The Defendant contests the number of hours spent by Mr. North and Mr. Downing in
opposing the Defendant’s Motion to Alter or Amend the Judgment. Specifically, the Defendant
challenges as unreasonable Coles’ use of two attorneys to prepare the response to the motion,
and the number of hours allegedly expended by the attorneys.
II. STANDARD OF REVIEW
A trial court’s award of attorneys’ fees is reviewed for an abuse of discretion. EEOC v.
Cent. Wholesalers, Inc., 573 F.3d 167, 178 (4th Cir. 2009) (citing Johnson v. City of Aiken, 278
F.3d 333, 336 (4th Cir. 2002)). Such a review is “sharply circumscribed” because federal
appellate courts recognize that the trial court “has close and intimate knowledge of the efforts
expended and the value of the services rendered,” so the award will not be overturned unless
“clearly wrong.” Plyler v. Evatt, 902 F.2d 273, 277-78 (4th Cir. 1990). The lodestar method, the
product of the hours reasonably expended times a reasonable rate, generates a presumptively
reasonable fee. Pennsylvania v. Del. Valley Citizens’ Council for Clean Air (Delaware Valley
I), 478 U.S. 546, 564 (1986); Robinson v. Equifax Info. Servs., LLC, 560 F.3d 235, 243 (4th Cir.

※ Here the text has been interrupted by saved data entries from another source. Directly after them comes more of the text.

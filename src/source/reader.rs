//! Adapter from any `io::Read` to a payload source.

use std::io;

use crate::source::PayloadSource;

/// Payload source wrapping an arbitrary reader (file, pipe, decoder output).
///
/// Tracks position itself since plain readers expose none; errors from the
/// inner reader pass through unchanged.
#[derive(Debug)]
pub struct ReaderSource<R> {
    inner: R,
    pos: u64,
}

impl<R: io::Read + Send> ReaderSource<R> {
    pub fn new(inner: R) -> Self {
        Self { inner, pos: 0 }
    }

    /// Give back the inner reader.
    pub fn into_inner(self) -> R {
        self.inner
    }
}

impl<R: io::Read + Send> PayloadSource for ReaderSource<R> {
    fn read(&mut self, buf: &mut [u8]) -> io::Result<usize> {
        let n = self.inner.read(buf)?;
        self.pos += n as u64;
        Ok(n)
    }

    fn position(&self) -> u64 {
        self.pos
    }
}
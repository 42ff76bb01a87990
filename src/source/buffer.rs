//! Fixed in-memory payload source.

use std::io;

use bytes::Bytes;

use crate::source::PayloadSource;

/// Payload source over an in-memory byte buffer.
///
/// Suited to small fixed bodies and to tests; streaming producers should use
/// [`ChannelSource`](crate::source::ChannelSource) instead so the body is
/// never held in memory whole.
#[derive(Debug, Clone)]
pub struct BufferSource {
    data: Bytes,
    pos: usize,
}

impl BufferSource {
    pub fn new(data: impl Into<Bytes>) -> Self {
        Self {
            data: data.into(),
            pos: 0,
        }
    }

    /// Bytes not yet handed out.
    pub fn remaining(&self) -> usize {
        self.data.len() - self.pos
    }
}

impl PayloadSource for BufferSource {
    fn read(&mut self, buf: &mut [u8]) -> io::Result<usize> {
        let n = self.remaining().min(buf.len());
        buf[..n].copy_from_slice(&self.data[self.pos..self.pos + n]);
        self.pos += n;
        Ok(n)
    }

    fn position(&self) -> u64 {
        self.pos as u64
    }
}

impl From<Vec<u8>> for BufferSource {
    fn from(data: Vec<u8>) -> Self {
        Self::new(data)
    }
}

impl From<Bytes> for BufferSource {
    fn from(data: Bytes) -> Self {
        Self::new(data)
    }
}

impl From<&[u8]> for BufferSource {
    fn from(data: &[u8]) -> Self {
        Self::new(Bytes::copy_from_slice(data))
    }
}

impl From<&str> for BufferSource {
    fn from(data: &str) -> Self {
        Self::new(Bytes::copy_from_slice(data.as_bytes()))
    }
}
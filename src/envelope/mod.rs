//! Wire envelope subsystem.
//!
//! # Data Flow
//! ```text
//! Handler produces body + ResponseMetadata
//!     → metadata.rs (serialize prelude JSON, exactly once)
//!     → framer.rs (prelude → sentinel → payload state machine)
//!     → Transport drains via read() and uploads the bytes verbatim
//! ```
//!
//! # Design Decisions
//! - Prelude bytes are snapshotted at construction; metadata mutations after
//!   that point never reach the wire
//! - Segment offsets live inside the phase enum, not in loose counters
//! - The stream is forward-only; seek/write/length are rejected

pub mod framer;
pub mod metadata;
pub mod types;

pub use framer::{FramedStream, SENTINEL_LEN};
pub use metadata::ResponseMetadata;
pub use types::{FrameError, FrameResult};
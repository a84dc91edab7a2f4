use chrono::NaiveDate;
use serde::{Deserialize, Serialize};
use ts_rs::TS;

crate::define_string_enum! {
    // 学生状态
    StudentStatus("student.ts") {
        Active => "active",
        Inactive => "inactive",
        Graduated => "graduated",
    }
}

#[derive(Debug, Clone, Serialize, Deserialize, TS)]
#[ts(export, export_to = "student.ts")]
pub struct Student {
    pub id: i64,
    pub user_id: Option<i64>,
    pub name: String,
    pub email: String,
    pub phone: Option<String>,
    pub date_of_birth: Option<NaiveDate>,
    // 监护人信息
    pub guardian_name: Option<String>,
    pub guardian_phone: Option<String>,
    pub address: Option<String>,
    pub status: StudentStatus,
    pub enrolled_on: Option<NaiveDate>,
    pub created_at: chrono::DateTime<chrono::Utc>,
    pub updated_at: chrono::DateTime<chrono::Utc>,
}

2009) (“In calculating an award of attorney’s fees, a court must first determine a lodestar
figure…”). While it is well within the discretion of the district court to determine the amount of
the fee, and to adjust the lodestar product upward or downward as it deems appropriate, “this
2
Plaintiff’s Statement of Legal Services Rendered claims a total of 24.30 hours for Mr.
Downing. In its Brief in Opposition, Defendant notes, and Plaintiff admits, that the statement
contains an inadvertent, mathematical error: the itemized time entries for Mr. Downing actually
add up to 23.30 hours.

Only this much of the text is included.